As Alex Rodriguez’s suspension saga unfolds, the New York Yankees insist it’s business as usual for them.
They hope their embattled slugger can give their fading playoff hopes a boost. They insist he’s welcome in their clubhouse. And closer Mariano Rivera expressed some sympathy for A-Rod.
”Alex is my friend and it’s definitely hard when you see all this stuff and when you see fans booing a player because I’m a player,” he said. ”It’s just hard. It is what it is, but at the same time he’s a human being. To see the way they boo him it’s hard to take and to see.”
Rodriguez was the designated hitter in his second game back for the New York Yankees in Tuesday’s 3-2 loss. He walked in his first plate appearance and was hit by a pitch in his second time up, drawing cheers from the crowd. He also had a single.
Manager Joe Girardi said Rodriguez was feeling fine, but he decided not to play him at third base against the Chicago White Sox on Tuesday night.
”I thought with kind of a long game (Monday), I chose to DH him today,” Girardi said. ”Probably put him back at third base (Wednesday). I didn’t even ask him and he said he felt good today. I didn’t even ask him, I just thought it was a good idea today.”
The three-time AL MVP was given a 211-game suspension from Thursday through the 2014 season by Major League Baseball for violations of its drug agreement and labor contract. Hours after Monday’s announcement, A-Rod started at third base and went 1 for 4 in his first appearance of the season after hip surgery in January.
He was showered with boos and ”Steroids! Steroids!” chants in that game.
Rodriguez said he will appeal the suspension, which will be stayed until a decision by arbitrator Fredric Horowitz, likely in the offseason.
Union head Michael Weiner maintains 211 games was excessive discipline and said Tuesday on SiriusXM Radio that he advised Rodriguez to settle if Major League Baseball offered a shorter penalty.
”I don’t want to give a number, but there was a number that I gave A-Rod and we advised him to take it. He was never given that number,” Weiner said. ”Based on the evidence that we saw we made a recommendation. The commissioner’s office didn’t meet it. They were much higher. And therefore, we’re at a hearing.”
Rodriguez declined comment on that after the game, saying, ”I’m not talking about that case any longer.”

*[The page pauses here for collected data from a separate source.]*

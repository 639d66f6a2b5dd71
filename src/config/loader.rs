//! Configuration loading from disk.

use std::fs;
use std::path::{Path, PathBuf};

use thiserror::Error;

use crate::config::schema::GatewayConfig;
use crate::config::validation::{validate_config, ValidationError};

/// Error type for configuration loading.
#[derive(Debug, Error)]
pub enum ConfigError {
    #[error("failed to read {path}: {source}")]
    Io {
        path: PathBuf,
        #[source]
        source: std::io::Error,
    },

    #[error("JSON parse error: {0}")]
    Json(#[from] serde_json::Error),

    #[error("TOML parse error: {0}")]
    Toml(#[from] toml::de::Error),

    #[error("validation failed: {}", join(.0))]
    Validation(Vec<ValidationError>),
}

fn join(errors: &[ValidationError]) -> String {
    errors
        .iter()
        .map(ToString::to_string)
        .collect::<Vec<_>>()
        .join(", ")
}

/// Parse a JSON document. No semantic validation.
pub fn from_json_str(content: &str) -> Result<GatewayConfig, ConfigError> {
    Ok(serde_json::from_str(content)?)
}

/// Parse a TOML document. No semantic validation.
pub fn from_toml_str(content: &str) -> Result<GatewayConfig, ConfigError> {
    Ok(toml::from_str(content)?)
}

/// Load and validate configuration. `.json` files are parsed as JSON,
/// anything else as TOML.
pub fn load_config(path: &Path) -> Result<GatewayConfig, ConfigError> {
    let content = fs::read_to_string(path).map_err(|source| ConfigError::Io {
        path: path.to_path_buf(),
        source,
    })?;

    let is_json = path
        .extension()
        .is_some_and(|ext| ext.eq_ignore_ascii_case("json"));
    let config = if is_json {
        from_json_str(&content)?
    } else {
        from_toml_str(&content)?
    };

    validate_config(&config).map_err(ConfigError::Validation)?;

    Ok(config)
}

Weiner said the union, at the behest of Rodriguez’s lawyers, had requested a meeting with MLB on Saturday but after talking to management the sides decided not to get together.
On the field, the Yankees are hoping Rodriguez can give them the production they’ve been lacking at third and boost their postseason chances. They entered Tuesday’s game 9 1/2 games back in the AL East.
”It’s been a difficult year,” general manager Brian Cashman said. ”I’ve been around a long time, I’ve been doing this a long time but certainly have been a lot of extra stuff that you’re not used to dealing with, not just the Alex stuff. I’m talking about the amount of injuries we’ve had.”
Cashman said he’s operating under the assumption that the Yankees will have Rodriguez the rest of the season, although ”no one’s told me either way.”
Girardi said Rodriguez will probably play third on Wednesday and that he would like to use him more in the field than at DH.
Girardi also said catcher Francisco Cervelli, who was suspended 50 games on Monday, had surgery to remove hardware from his right hand.
Right-hander David Phelps will likely be out a few more weeks after sustaining a different strain in his pitching forearm than the one that landed him on the disabled list last month. And right-hander Michael Michael Pineda will be shut down for a week to 10 days after he left his start with Triple-A Scranton/Wilkes-Barre on Friday because of shoulder stiffness.
As for Rodriguez, the Yankees insist they’re not bothered by the circus-like atmosphere surrounding his return. After all, they’re used to the spotlight.
”This is the New York Yankees; we wouldn’t expect anything different,” Curtis Granderson said. ”Obviously, there was a little story there. But I don’t see it being the last story. Once you get yourself into the postseason … the cameras come rolling back in.”